* _The problem_
Find the word "FlakyFetcher" below. Copy each line that has it.

[Saved data entries]

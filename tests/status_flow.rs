//! Scheduler, run log and status server wired together the way `serve` does,
//! with a manual clock in place of the system clock.

use std::sync::atomic::{AtomicBool, Ordering};
use std::sync::Arc;

use anyhow::Result;
use axum::body::Body;
use axum::http::{Request, StatusCode};
use chrono::{TimeDelta, TimeZone, Utc};
use pipermail_runner::api::state::{AppState, StatusSettings};
use pipermail_runner::api::watchdog::Watchdog;
use pipermail_runner::ingest::{Ingestor, RunConfig};
use pipermail_runner::lifecycle::{ExitReason, Lifecycle, TERMINATION_GRACE};
use pipermail_runner::report::ErrorReporter;
use pipermail_runner::scheduler::{
    Clock, ManualClock, ProcessState, RunSettings, RunStatus, Scheduler, RUN_DELAY,
};
use pipermail_runner::storage::{RunLogStore, SqliteRunLog, Store};
use tower::ServiceExt;

struct FlakyFetcher {
    clock: Arc<ManualClock>,
    fail_next: AtomicBool,
}

#[async_trait::async_trait]
impl Ingestor for FlakyFetcher {
    async fn run(&self, config: RunConfig) -> Result<()> {
        self.clock.advance(TimeDelta::seconds(75));
        if self.fail_next.swap(false, Ordering::SeqCst) {
            (config.on_error)("mailing list index timed out".into());
            anyhow::bail!("gave up after 3 retries");
        }
        Ok(())
    }

    fn status(&self) -> String {
        "2 months queued".to_string()
    }
}

async fn get_status(app: &axum::Router) -> (StatusCode, String) {
    let request = Request::builder().uri("/").body(Body::empty()).unwrap();
    let response = app.clone().oneshot(request).await.unwrap();
    let status = response.status();
    let body = axum::body::to_bytes(response.into_body(), 64 * 1024)
        .await
        .unwrap();
    (status, String::from_utf8(body.to_vec()).unwrap())
}

#[tokio::test]
async fn test_run_then_stall_then_self_terminate() {
    let dir = tempfile::tempdir().unwrap();
    let store = Store::open(dir.path().join("runner.db").to_str().unwrap()).unwrap();
    let run_log = Arc::new(SqliteRunLog::new(store.pool().clone()));

    let clock = Arc::new(ManualClock::new(
        Utc.with_ymd_and_hms(2024, 7, 2, 6, 0, 0).unwrap(),
    ));
    let fetcher = Arc::new(FlakyFetcher {
        clock: clock.clone(),
        fail_next: AtomicBool::new(true),
    });
    let reporter = ErrorReporter::local();
    let process = ProcessState::new(clock.now());
    let scheduler = Scheduler::new(
        RunSettings {
            source: "https://lists.example.org/pipermail/dev/".to_string(),
            sink: store,
            months: None,
            parallel: None,
            delay: RUN_DELAY,
        },
        fetcher.clone(),
        run_log.clone(),
        reporter.clone(),
        process.clone(),
        clock.clone(),
    );
    let (lifecycle, terminator) = Lifecycle::new(TERMINATION_GRACE);
    let app = pipermail_runner::api::router(AppState {
        process: process.clone(),
        ingestor: fetcher.clone(),
        reporter: reporter.clone(),
        terminator: terminator.clone(),
        clock: clock.clone(),
        watchdog: Watchdog::default(),
        settings: Arc::new(StatusSettings {
            source: "https://lists.example.org/pipermail/dev/".to_string(),
            database: "runner.db".to_string(),
        }),
    });

    // Day 2 of the month: both months are fetched.
    assert_eq!(scheduler.run_config().months_to_fetch.get(), 2);

    // A failed first run leaves the runner unhealthy and logs nothing.
    assert_eq!(scheduler.trigger().await, RunStatus::Failed);
    assert!(run_log.recent(10).await.unwrap().is_empty());
    let (status, body) = get_status(&app).await;
    assert_eq!(status, StatusCode::SERVICE_UNAVAILABLE);
    assert!(body.contains("never finished"));
    assert!(body.contains("status:       2 months queued"));

    // The retry succeeds.
    clock.advance(TimeDelta::seconds(60));
    assert_eq!(scheduler.trigger().await, RunStatus::Succeeded);
    let records = run_log.recent(10).await.unwrap();
    assert_eq!(records.len(), 1);
    assert!(records[0].start <= records[0].end);
    assert_eq!(records[0].duration(), TimeDelta::seconds(75));

    let (status, body) = get_status(&app).await;
    assert_eq!(status, StatusCode::OK);
    assert!(body.contains("previous-run: 1m"));

    // No further completions for 25 minutes.
    clock.advance(TimeDelta::minutes(25));
    let (status, _) = get_status(&app).await;
    assert_eq!(status, StatusCode::SERVICE_UNAVAILABLE);
    assert_eq!(terminator.requested(), Some(ExitReason::Stale));
    assert_eq!(lifecycle.wait().await.exit_code(), 1);
}
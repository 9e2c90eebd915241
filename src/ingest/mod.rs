//! Ingestion collaborator -- the archive fetcher the scheduler drives.

pub mod command;

use std::num::NonZeroU32;

use anyhow::Result;

use crate::report::OnError;
use crate::storage::Store;

pub use self::command::CommandIngestor;

/// Everything one ingestion run needs. Built fresh for every cycle.
#[derive(Clone)]
pub struct RunConfig {
    /// Archive root to read from.
    pub source: String,
    /// Where ingested content goes.
    pub sink: Store,
    pub months_to_fetch: NonZeroU32,
    pub parallelism: NonZeroU32,
    /// Non-fatal failures observed during the run.
    pub on_error: OnError,
}

impl std::fmt::Debug for RunConfig {
    fn fmt(&self, f: &mut std::fmt::Formatter<'_>) -> std::fmt::Result {
        f.debug_struct("RunConfig")
            .field("source", &self.source)
            .field("sink", &self.sink)
            .field("months_to_fetch", &self.months_to_fetch)
            .field("parallelism", &self.parallelism)
            .finish_non_exhaustive()
    }
}

#[async_trait::async_trait]
pub trait Ingestor: Send + Sync {
    /// Run one ingestion pass to completion.
    async fn run(&self, config: RunConfig) -> Result<()>;

    /// Self-reported progress, shown on the status page.
    fn status(&self) -> String;
}
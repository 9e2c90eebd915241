//! Ingestion through an external fetcher executable.
//!
//! The run configuration is passed in the child's environment. Every stdout
//! line becomes the self-reported status; every stderr line is surfaced through
//! the run's error callback. A non-zero exit fails the run.
//!
//! Output is decoded lossily: archive subjects are often latin-1, and both
//! pipes are drained to EOF whatever they carry.

use std::process::Stdio;
use std::sync::{Arc, Mutex, PoisonError};

use anyhow::{Context, Result};
use tokio::io::{AsyncBufReadExt, BufReader};
use tokio::process::Command;
use tracing::{debug, info};

use super::{Ingestor, RunConfig};
use crate::report::Incident;

pub struct CommandIngestor {
    program: String,
    args: Vec<String>,
    status: Arc<Mutex<String>>,
}

impl CommandIngestor {
    pub fn new(program: impl Into<String>, args: Vec<String>) -> Self {
        Self {
            program: program.into(),
            args,
            status: Arc::new(Mutex::new("waiting for first run".to_string())),
        }
    }

    /// Split a whitespace-separated command line into program and arguments.
    pub fn from_command_line(line: &str) -> Result<Self> {
        let mut parts = line.split_whitespace().map(str::to_string);
        let program = parts.next().context("ingest command is empty")?;
        Ok(Self::new(program, parts.collect()))
    }
}

fn set_status(status: &Mutex<String>, value: String) {
    *status.lock().unwrap_or_else(PoisonError::into_inner) = value;
}

#[async_trait::async_trait]
impl Ingestor for CommandIngestor {
    async fn run(&self, config: RunConfig) -> Result<()> {
        set_status(&self.status, "starting".to_string());

        let mut child = Command::new(&self.program)
            .args(&self.args)
            .env("PIPERMAIL_SOURCE", &config.source)
            .env("PIPERMAIL_DATABASE", config.sink.location())
            .env("PIPERMAIL_MONTHS", config.months_to_fetch.to_string())
            .env("PIPERMAIL_PARALLEL", config.parallelism.to_string())
            .stdin(Stdio::null())
            .stdout(Stdio::piped())
            .stderr(Stdio::piped())
            .spawn()
            .with_context(|| format!("failed to start ingest command {}", self.program))?;

        info!(program = %self.program, pid = ?child.id(), "ingest command started");

        let stdout = child.stdout.take().context("ingest stdout not captured")?;
        let stderr = child.stderr.take().context("ingest stderr not captured")?;

        let status = self.status.clone();
        let progress = tokio::spawn(async move {
            let mut lines = BufReader::new(stdout).split(b'\n');
            while let Ok(Some(raw)) = lines.next_segment().await {
                let line = String::from_utf8_lossy(&raw);
                let line = line.trim();
                if !line.is_empty() {
                    debug!(progress = %line, "ingest progress");
                    set_status(&status, line.to_string());
                }
            }
        });

        let on_error = config.on_error.clone();
        let program = self.program.clone();
        let complaints = tokio::spawn(async move {
            let mut lines = BufReader::new(stderr).split(b'\n');
            while let Ok(Some(raw)) = lines.next_segment().await {
                let line = String::from_utf8_lossy(&raw);
                let line = line.trim();
                if !line.is_empty() {
                    on_error(Incident::Message(format!("{program}: {line}")));
                }
            }
        });

        let exit = child
            .wait()
            .await
            .context("failed to wait for ingest command")?;
        // Drain both pipes before judging the run.
        let _ = progress.await;
        let _ = complaints.await;

        if exit.success() {
            set_status(&self.status, "idle (last run ok)".to_string());
            Ok(())
        } else {
            set_status(&self.status, format!("idle (last run failed: {exit})"));
            anyhow::bail!("ingest command {} exited with {}", self.program, exit)
        }
    }

    fn status(&self) -> String {
        self.status
            .lock()
            .unwrap_or_else(PoisonError::into_inner)
            .clone()
    }
}

#[cfg(all(test, unix))]
mod tests {
    use super::*;
    use crate::storage::Store;
    use std::num::NonZeroU32;
    use std::sync::atomic::{AtomicUsize, Ordering};

    fn sh(script: &str) -> CommandIngestor {
        CommandIngestor::new("sh", vec!["-c".to_string(), script.to_string()])
    }

    fn config(dir: &tempfile::TempDir, errors: Arc<AtomicUsize>) -> RunConfig {
        let db = dir.path().join("archive.db");
        RunConfig {
            source: "https://lists.example.org/pipermail/dev/".to_string(),
            sink: Store::open(db.to_str().unwrap()).unwrap(),
            months_to_fetch: NonZeroU32::new(2).unwrap(),
            parallelism: NonZeroU32::new(3).unwrap(),
            on_error: Arc::new(move |_| {
                errors.fetch_add(1, Ordering::SeqCst);
            }),
        }
    }

    #[test]
    fn test_from_command_line() {
        let ingestor = CommandIngestor::from_command_line("fetch --verbose  --retries 3").unwrap();
        assert_eq!(ingestor.program, "fetch");
        assert_eq!(ingestor.args, vec!["--verbose", "--retries", "3"]);
        assert!(CommandIngestor::from_command_line("   ").is_err());
    }

    #[tokio::test]
    async fn test_success_passes_environment_and_tracks_progress() {
        let dir = tempfile::tempdir().unwrap();
        let errors = Arc::new(AtomicUsize::new(0));
        let ingestor = sh(
            r#"test "$PIPERMAIL_MONTHS" = 2 || exit 7
test "$PIPERMAIL_PARALLEL" = 3 || exit 8
test -n "$PIPERMAIL_DATABASE" || exit 9
echo "fetched 2024-May"
echo "page 4 unavailable" >&2"#,
        );

        ingestor.run(config(&dir, errors.clone())).await.unwrap();

        assert_eq!(errors.load(Ordering::SeqCst), 1);
        assert_eq!(ingestor.status(), "idle (last run ok)");
    }

    #[tokio::test]
    async fn test_non_zero_exit_fails_run() {
        let dir = tempfile::tempdir().unwrap();
        let errors = Arc::new(AtomicUsize::new(0));
        let ingestor = sh("echo halfway; exit 3");

        let err = ingestor.run(config(&dir, errors.clone())).await.unwrap_err();

        assert!(err.to_string().contains("exited with"));
        assert!(ingestor.status().starts_with("idle (last run failed"));
        assert_eq!(errors.load(Ordering::SeqCst), 0);
    }

    #[tokio::test]
    async fn test_non_utf8_output_keeps_pipes_drained() {
        let dir = tempfile::tempdir().unwrap();
        let errors = Arc::new(AtomicUsize::new(0));
        let ingestor = sh(
            r#"printf 'subject: caf\351\n'
printf 'bad header: \377\n' >&2
sleep 0.2
i=0
while [ $i -lt 20000 ]; do echo "message $i"; i=$((i + 1)); done
echo "fetched 2024-May""#,
        );

        ingestor.run(config(&dir, errors.clone())).await.unwrap();

        assert_eq!(ingestor.status(), "idle (last run ok)");
        assert_eq!(errors.load(Ordering::SeqCst), 1);
    }

    #[tokio::test]
    async fn test_missing_program_fails_run() {
        let dir = tempfile::tempdir().unwrap();
        let ingestor = CommandIngestor::new("/nonexistent/pipermail-fetch", Vec::new());
        let errors = Arc::new(AtomicUsize::new(0));
        assert!(ingestor.run(config(&dir, errors)).await.is_err());
    }
}
use std::num::NonZeroU32;
use std::sync::Arc;
use std::time::Duration;

use chrono::Datelike;
use tokio::task::{JoinError, JoinHandle};
use tokio_util::sync::CancellationToken;
use tracing::{info, warn};

use super::clock::Clock;
use super::history::RunStatus;
use super::state::ProcessState;
use crate::error::RunnerError;
use crate::ingest::{Ingestor, RunConfig};
use crate::report::ErrorReporter;
use crate::storage::{RunLogStore, Store};

/// Pause between the end of one run and the start of the next.
pub const RUN_DELAY: Duration = Duration::from_secs(60);

/// Archive pages for the previous month keep trickling in during the first
/// days of a new month; until this day both months are fetched.
const CATCH_UP_UNTIL_DAY: u32 = 5;

/// Months to fetch when no override is configured.
pub fn months_to_fetch(override_months: Option<NonZeroU32>, day_of_month: u32) -> NonZeroU32 {
    override_months.unwrap_or(if day_of_month < CATCH_UP_UNTIL_DAY {
        NonZeroU32::MIN.saturating_add(1)
    } else {
        NonZeroU32::MIN
    })
}

/// Static inputs of every run.
#[derive(Debug, Clone)]
pub struct RunSettings {
    pub source: String,
    pub sink: Store,
    pub months: Option<NonZeroU32>,
    pub parallel: Option<NonZeroU32>,
    pub delay: Duration,
}

/// Drives ingestion runs strictly one after another.
#[derive(Clone)]
pub struct Scheduler {
    settings: Arc<RunSettings>,
    ingestor: Arc<dyn Ingestor>,
    run_log: Arc<dyn RunLogStore>,
    reporter: ErrorReporter,
    state: ProcessState,
    clock: Arc<dyn Clock>,
}

impl Scheduler {
    pub fn new(
        settings: RunSettings,
        ingestor: Arc<dyn Ingestor>,
        run_log: Arc<dyn RunLogStore>,
        reporter: ErrorReporter,
        state: ProcessState,
        clock: Arc<dyn Clock>,
    ) -> Self {
        Self {
            settings: Arc::new(settings),
            ingestor,
            run_log,
            reporter,
            state,
            clock,
        }
    }

    pub fn state(&self) -> &ProcessState {
        &self.state
    }

    /// Configuration for a run starting now.
    pub fn run_config(&self) -> RunConfig {
        let today = self.clock.now().day();
        RunConfig {
            source: self.settings.source.clone(),
            sink: self.settings.sink.clone(),
            months_to_fetch: months_to_fetch(self.settings.months, today),
            parallelism: self.settings.parallel.unwrap_or(NonZeroU32::MIN),
            on_error: self.reporter.on_error(),
        }
    }

    /// Perform one ingestion run and record its outcome.
    pub async fn trigger(&self) -> RunStatus {
        let config = self.run_config();
        let months = config.months_to_fetch;
        let parallel = config.parallelism;

        self.state.begin_run(self.clock.now());
        info!(%months, %parallel, "Ingestion run started");

        match self.ingestor.run(config).await {
            Ok(()) => {
                let record = self.state.finish_success(self.clock.now());
                info!(
                    run_id = %record.run_id,
                    duration = %crate::humanize::delta(record.duration()),
                    "Ingestion run finished"
                );
                if let Err(e) = self.run_log.insert(&record).await {
                    self.reporter
                        .recoverable(RunnerError::Persistence(e))
                        .await;
                }
                RunStatus::Succeeded
            }
            Err(e) => {
                self.state.finish_failure();
                warn!("Ingestion run failed, retrying in {:?}", self.settings.delay);
                self.reporter.recoverable(RunnerError::IngestionRun(e)).await;
                RunStatus::Failed
            }
        }
    }

    /// Run forever: trigger, wait the fixed delay, trigger again.
    ///
    /// Cancellation is only observed between runs.
    pub async fn run(self, shutdown: CancellationToken) {
        info!(delay = ?self.settings.delay, "Scheduler loop started");

        while !shutdown.is_cancelled() {
            self.trigger().await;
            self.state.mark_idle();

            tokio::select! {
                _ = shutdown.cancelled() => break,
                _ = tokio::time::sleep(self.settings.delay) => {}
            }
        }

        info!("Scheduler loop stopped");
    }

    /// Start the loop as a background task.
    pub fn spawn(self) -> SchedulerHandle {
        let shutdown = CancellationToken::new();
        let task = tokio::spawn(self.run(shutdown.clone()));
        SchedulerHandle { shutdown, task }
    }
}

/// Owner of the running scheduler loop.
pub struct SchedulerHandle {
    shutdown: CancellationToken,
    task: JoinHandle<()>,
}

impl SchedulerHandle {
    pub fn cancel(&self) {
        self.shutdown.cancel();
    }

    /// Resolves when the loop task ends, which only happens after
    /// [`SchedulerHandle::cancel`] or a panic.
    pub async fn finished(&mut self) -> Result<(), JoinError> {
        (&mut self.task).await
    }

    /// Cancel and wait for the in-flight run (if any) to complete.
    pub async fn stop(mut self) -> Result<(), JoinError> {
        self.cancel();
        self.finished().await
    }
}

* _Result of this task_
struct FlakyFetcher {
impl Ingestor for FlakyFetcher {
    let fetcher = Arc::new(FlakyFetcher {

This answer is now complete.